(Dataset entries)
————

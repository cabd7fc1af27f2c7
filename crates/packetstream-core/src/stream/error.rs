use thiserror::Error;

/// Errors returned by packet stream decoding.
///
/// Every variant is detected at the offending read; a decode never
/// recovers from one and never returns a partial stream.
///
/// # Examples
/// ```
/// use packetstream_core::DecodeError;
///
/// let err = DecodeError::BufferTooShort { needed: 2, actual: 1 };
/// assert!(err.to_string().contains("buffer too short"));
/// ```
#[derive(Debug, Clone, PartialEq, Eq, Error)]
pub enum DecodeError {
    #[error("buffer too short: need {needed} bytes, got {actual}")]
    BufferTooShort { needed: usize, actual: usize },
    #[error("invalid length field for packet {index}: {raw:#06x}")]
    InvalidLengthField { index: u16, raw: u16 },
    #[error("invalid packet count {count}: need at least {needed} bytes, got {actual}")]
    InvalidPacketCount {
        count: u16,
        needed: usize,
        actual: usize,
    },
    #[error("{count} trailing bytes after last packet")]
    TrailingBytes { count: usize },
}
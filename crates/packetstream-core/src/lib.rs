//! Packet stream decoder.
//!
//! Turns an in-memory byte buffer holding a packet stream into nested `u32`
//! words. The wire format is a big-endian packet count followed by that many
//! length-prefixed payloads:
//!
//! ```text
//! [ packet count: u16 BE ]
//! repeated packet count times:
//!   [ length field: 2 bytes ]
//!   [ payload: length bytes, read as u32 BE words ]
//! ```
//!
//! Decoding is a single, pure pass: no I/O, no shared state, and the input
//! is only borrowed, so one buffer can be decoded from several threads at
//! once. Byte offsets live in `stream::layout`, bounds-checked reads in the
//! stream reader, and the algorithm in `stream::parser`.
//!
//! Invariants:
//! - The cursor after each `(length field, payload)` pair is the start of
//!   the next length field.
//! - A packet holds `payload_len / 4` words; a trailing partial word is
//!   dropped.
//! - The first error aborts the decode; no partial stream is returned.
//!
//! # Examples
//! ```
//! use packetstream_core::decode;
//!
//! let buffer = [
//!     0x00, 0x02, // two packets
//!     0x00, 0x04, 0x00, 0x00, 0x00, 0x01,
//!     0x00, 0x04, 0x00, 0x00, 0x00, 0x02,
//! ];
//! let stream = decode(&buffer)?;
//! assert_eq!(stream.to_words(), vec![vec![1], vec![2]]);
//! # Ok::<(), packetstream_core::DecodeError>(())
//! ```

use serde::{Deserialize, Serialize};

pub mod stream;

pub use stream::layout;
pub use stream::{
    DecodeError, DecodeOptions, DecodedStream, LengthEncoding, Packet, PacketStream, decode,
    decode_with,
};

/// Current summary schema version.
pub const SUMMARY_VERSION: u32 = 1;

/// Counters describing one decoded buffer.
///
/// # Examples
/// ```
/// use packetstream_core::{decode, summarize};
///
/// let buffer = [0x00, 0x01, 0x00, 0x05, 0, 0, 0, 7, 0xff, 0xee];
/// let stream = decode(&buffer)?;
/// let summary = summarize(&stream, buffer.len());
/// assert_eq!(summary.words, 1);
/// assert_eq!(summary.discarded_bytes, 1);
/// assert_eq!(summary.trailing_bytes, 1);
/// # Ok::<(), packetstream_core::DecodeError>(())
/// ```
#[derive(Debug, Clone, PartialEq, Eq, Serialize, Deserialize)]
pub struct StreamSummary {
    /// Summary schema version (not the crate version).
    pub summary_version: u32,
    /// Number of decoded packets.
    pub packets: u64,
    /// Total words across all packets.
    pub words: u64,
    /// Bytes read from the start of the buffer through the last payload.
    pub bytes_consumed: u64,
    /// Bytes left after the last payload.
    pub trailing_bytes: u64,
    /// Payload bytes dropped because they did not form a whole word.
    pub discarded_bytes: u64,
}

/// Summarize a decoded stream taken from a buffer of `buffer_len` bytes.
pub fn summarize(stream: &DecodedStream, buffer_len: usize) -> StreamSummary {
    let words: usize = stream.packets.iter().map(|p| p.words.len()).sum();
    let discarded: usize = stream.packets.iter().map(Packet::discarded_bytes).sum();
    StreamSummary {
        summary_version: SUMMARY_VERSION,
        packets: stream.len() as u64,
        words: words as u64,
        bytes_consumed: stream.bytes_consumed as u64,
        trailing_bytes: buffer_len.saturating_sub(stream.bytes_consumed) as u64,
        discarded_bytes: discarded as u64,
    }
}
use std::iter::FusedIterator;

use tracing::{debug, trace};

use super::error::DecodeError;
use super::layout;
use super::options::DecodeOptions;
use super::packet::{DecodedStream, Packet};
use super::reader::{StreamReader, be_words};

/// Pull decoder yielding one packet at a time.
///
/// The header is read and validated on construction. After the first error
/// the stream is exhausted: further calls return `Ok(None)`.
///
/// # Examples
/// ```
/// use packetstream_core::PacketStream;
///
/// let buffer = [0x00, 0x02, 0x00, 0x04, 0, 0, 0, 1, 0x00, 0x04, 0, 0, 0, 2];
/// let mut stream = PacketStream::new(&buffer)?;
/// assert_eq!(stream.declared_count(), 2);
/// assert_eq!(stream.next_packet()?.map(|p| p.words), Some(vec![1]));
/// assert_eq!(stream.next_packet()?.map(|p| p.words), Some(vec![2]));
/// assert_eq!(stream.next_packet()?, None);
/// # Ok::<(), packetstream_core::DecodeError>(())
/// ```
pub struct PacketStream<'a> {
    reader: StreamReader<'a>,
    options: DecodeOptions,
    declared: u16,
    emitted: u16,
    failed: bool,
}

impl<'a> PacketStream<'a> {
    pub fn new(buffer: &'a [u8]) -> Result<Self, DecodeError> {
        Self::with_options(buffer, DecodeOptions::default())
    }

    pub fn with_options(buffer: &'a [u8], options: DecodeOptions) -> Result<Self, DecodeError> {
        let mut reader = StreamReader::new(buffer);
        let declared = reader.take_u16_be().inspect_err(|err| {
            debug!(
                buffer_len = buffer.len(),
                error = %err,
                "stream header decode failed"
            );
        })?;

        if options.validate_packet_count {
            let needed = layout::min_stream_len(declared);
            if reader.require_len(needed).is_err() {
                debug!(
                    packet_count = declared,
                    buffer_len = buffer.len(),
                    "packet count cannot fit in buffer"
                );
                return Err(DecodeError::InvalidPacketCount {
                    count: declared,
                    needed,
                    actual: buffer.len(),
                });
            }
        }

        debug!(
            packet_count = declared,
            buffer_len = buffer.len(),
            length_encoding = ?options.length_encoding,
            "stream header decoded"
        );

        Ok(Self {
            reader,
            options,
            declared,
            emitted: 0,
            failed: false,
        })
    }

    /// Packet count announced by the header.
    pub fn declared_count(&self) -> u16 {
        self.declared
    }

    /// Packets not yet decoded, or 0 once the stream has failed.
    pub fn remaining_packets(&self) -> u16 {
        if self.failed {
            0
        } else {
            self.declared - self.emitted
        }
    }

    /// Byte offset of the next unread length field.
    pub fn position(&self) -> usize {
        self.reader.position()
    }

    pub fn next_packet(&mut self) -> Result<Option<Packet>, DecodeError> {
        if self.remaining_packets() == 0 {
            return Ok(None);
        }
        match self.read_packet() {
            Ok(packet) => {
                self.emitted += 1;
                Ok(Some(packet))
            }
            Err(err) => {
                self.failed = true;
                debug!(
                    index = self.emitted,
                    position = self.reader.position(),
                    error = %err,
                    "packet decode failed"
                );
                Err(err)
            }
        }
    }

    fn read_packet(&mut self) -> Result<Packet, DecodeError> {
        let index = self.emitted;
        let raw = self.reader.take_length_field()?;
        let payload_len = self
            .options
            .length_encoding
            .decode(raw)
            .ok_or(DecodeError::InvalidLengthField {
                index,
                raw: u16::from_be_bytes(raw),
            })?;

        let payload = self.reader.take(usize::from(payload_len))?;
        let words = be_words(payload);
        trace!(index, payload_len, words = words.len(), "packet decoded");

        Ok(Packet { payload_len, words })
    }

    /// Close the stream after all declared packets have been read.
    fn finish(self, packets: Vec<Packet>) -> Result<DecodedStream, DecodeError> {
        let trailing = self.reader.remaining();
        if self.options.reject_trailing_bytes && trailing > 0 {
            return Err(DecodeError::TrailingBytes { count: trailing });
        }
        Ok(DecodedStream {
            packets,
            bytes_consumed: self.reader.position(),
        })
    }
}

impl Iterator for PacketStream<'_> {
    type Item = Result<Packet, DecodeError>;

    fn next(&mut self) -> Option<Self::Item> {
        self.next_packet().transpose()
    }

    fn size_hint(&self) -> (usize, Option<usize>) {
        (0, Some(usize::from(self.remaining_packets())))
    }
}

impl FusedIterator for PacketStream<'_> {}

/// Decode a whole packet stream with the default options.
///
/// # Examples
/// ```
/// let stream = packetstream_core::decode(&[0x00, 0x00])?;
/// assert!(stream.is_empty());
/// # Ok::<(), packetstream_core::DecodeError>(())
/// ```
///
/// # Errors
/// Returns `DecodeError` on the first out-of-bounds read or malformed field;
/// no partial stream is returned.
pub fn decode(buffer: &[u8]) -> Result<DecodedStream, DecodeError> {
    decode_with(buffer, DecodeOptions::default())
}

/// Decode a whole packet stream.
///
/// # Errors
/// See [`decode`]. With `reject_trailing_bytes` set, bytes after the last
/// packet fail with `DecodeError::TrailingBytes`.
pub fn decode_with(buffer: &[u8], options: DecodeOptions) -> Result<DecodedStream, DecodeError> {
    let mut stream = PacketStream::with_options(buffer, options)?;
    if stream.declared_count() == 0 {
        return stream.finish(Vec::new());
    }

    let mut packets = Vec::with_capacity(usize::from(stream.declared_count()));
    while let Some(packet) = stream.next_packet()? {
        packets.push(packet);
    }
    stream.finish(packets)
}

————

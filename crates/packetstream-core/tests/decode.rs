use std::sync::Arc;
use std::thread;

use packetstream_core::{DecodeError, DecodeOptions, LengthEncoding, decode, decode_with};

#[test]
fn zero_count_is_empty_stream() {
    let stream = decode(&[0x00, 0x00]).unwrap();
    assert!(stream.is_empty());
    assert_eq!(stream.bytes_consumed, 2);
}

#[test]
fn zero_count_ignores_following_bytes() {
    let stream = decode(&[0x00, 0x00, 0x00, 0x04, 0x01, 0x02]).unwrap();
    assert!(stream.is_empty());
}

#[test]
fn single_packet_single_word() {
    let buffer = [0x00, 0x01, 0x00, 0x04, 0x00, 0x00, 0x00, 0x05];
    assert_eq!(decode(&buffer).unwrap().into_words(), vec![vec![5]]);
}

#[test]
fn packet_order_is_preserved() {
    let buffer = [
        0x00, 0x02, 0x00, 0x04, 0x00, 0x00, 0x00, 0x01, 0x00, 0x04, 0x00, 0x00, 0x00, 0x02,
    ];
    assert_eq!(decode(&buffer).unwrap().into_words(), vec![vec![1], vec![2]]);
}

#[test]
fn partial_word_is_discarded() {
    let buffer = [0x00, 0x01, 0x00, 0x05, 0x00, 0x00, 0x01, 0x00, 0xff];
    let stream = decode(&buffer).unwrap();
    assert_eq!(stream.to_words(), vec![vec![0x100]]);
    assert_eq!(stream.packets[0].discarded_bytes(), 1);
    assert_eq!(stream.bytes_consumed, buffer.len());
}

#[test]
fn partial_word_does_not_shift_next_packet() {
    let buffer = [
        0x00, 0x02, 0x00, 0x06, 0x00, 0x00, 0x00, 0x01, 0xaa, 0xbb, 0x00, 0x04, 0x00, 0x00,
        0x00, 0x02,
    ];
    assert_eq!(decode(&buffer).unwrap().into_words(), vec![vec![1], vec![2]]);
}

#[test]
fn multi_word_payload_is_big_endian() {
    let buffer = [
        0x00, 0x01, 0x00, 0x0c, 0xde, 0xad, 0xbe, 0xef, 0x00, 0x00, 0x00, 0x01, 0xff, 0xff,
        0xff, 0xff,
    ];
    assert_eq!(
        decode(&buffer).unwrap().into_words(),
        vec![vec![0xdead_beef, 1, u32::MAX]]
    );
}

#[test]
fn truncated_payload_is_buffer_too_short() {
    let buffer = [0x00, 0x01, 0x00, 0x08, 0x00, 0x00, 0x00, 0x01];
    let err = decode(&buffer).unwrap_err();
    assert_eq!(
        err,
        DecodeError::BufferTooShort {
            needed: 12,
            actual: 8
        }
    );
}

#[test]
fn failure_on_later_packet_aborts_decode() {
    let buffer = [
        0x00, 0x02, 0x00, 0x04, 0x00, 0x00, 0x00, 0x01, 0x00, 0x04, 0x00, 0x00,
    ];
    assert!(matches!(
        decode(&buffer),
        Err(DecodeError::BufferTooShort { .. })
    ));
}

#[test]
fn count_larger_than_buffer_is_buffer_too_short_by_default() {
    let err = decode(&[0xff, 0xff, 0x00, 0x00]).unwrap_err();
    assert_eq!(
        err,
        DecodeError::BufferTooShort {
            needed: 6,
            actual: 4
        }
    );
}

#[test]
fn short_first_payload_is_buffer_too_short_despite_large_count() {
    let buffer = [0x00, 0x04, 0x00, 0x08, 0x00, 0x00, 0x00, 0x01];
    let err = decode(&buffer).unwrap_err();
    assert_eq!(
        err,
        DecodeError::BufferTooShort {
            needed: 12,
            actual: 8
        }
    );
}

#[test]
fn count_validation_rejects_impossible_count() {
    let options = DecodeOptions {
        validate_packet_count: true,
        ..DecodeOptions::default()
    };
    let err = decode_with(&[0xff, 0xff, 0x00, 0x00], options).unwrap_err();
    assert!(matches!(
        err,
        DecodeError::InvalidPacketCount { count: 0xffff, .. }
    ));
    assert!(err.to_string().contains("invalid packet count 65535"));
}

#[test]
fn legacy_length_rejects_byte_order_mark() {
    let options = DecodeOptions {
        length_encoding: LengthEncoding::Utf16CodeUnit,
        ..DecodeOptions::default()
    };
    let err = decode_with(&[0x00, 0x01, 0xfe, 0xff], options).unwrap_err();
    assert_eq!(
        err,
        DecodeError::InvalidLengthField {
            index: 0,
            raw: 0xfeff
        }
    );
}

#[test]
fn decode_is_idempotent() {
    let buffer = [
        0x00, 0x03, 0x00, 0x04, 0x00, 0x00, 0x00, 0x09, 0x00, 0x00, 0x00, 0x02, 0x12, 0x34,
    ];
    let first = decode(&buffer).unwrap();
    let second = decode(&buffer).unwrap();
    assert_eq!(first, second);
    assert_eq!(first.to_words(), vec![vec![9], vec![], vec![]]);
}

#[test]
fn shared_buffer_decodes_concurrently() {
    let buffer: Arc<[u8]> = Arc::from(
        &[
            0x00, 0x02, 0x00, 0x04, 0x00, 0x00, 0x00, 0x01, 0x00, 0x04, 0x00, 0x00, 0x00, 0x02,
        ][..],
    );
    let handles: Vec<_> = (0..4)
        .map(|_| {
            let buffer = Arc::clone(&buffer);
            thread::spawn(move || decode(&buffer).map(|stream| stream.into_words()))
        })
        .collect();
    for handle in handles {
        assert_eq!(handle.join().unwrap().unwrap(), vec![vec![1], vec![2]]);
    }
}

————

* _TASK REQUIREMENTS_
Only the lines above starting at the one containing "pub mod stream;" and ending at the one containing "pub fn summarize(stream: &DecodedStream, buffer_len: usize)", both included, are to be returned, exactly as they read.

* _EXERCISE RESPONSE_
pub mod stream;

pub use stream::layout;
pub use stream::{
    DecodeError, DecodeOptions, DecodedStream, LengthEncoding, Packet, PacketStream, decode,
    decode_with,
};

/// Current summary schema version.
pub const SUMMARY_VERSION: u32 = 1;

/// Counters describing one decoded buffer.
///
/// # Examples
/// ```
/// use packetstream_core::{decode, summarize};
///
/// let buffer = [0x00, 0x01, 0x00, 0x05, 0, 0, 0, 7, 0xff, 0xee];
/// let stream = decode(&buffer)?;
/// let summary = summarize(&stream, buffer.len());
/// assert_eq!(summary.words, 1);
/// assert_eq!(summary.discarded_bytes, 1);
/// assert_eq!(summary.trailing_bytes, 1);
/// # Ok::<(), packetstream_core::DecodeError>(())
/// ```
#[derive(Debug, Clone, PartialEq, Eq, Serialize, Deserialize)]
pub struct StreamSummary {
    /// Summary schema version (not the crate version).
    pub summary_version: u32,
    /// Number of decoded packets.
    pub packets: u64,
    /// Total words across all packets.
    pub words: u64,
    /// Bytes read from the start of the buffer through the last payload.
    pub bytes_consumed: u64,
    /// Bytes left after the last payload.
    pub trailing_bytes: u64,
    /// Payload bytes dropped because they did not form a whole word.
    pub discarded_bytes: u64,
}

/// Summarize a decoded stream taken from a buffer of `buffer_len` bytes.
pub fn summarize(stream: &DecodedStream, buffer_len: usize) -> StreamSummary {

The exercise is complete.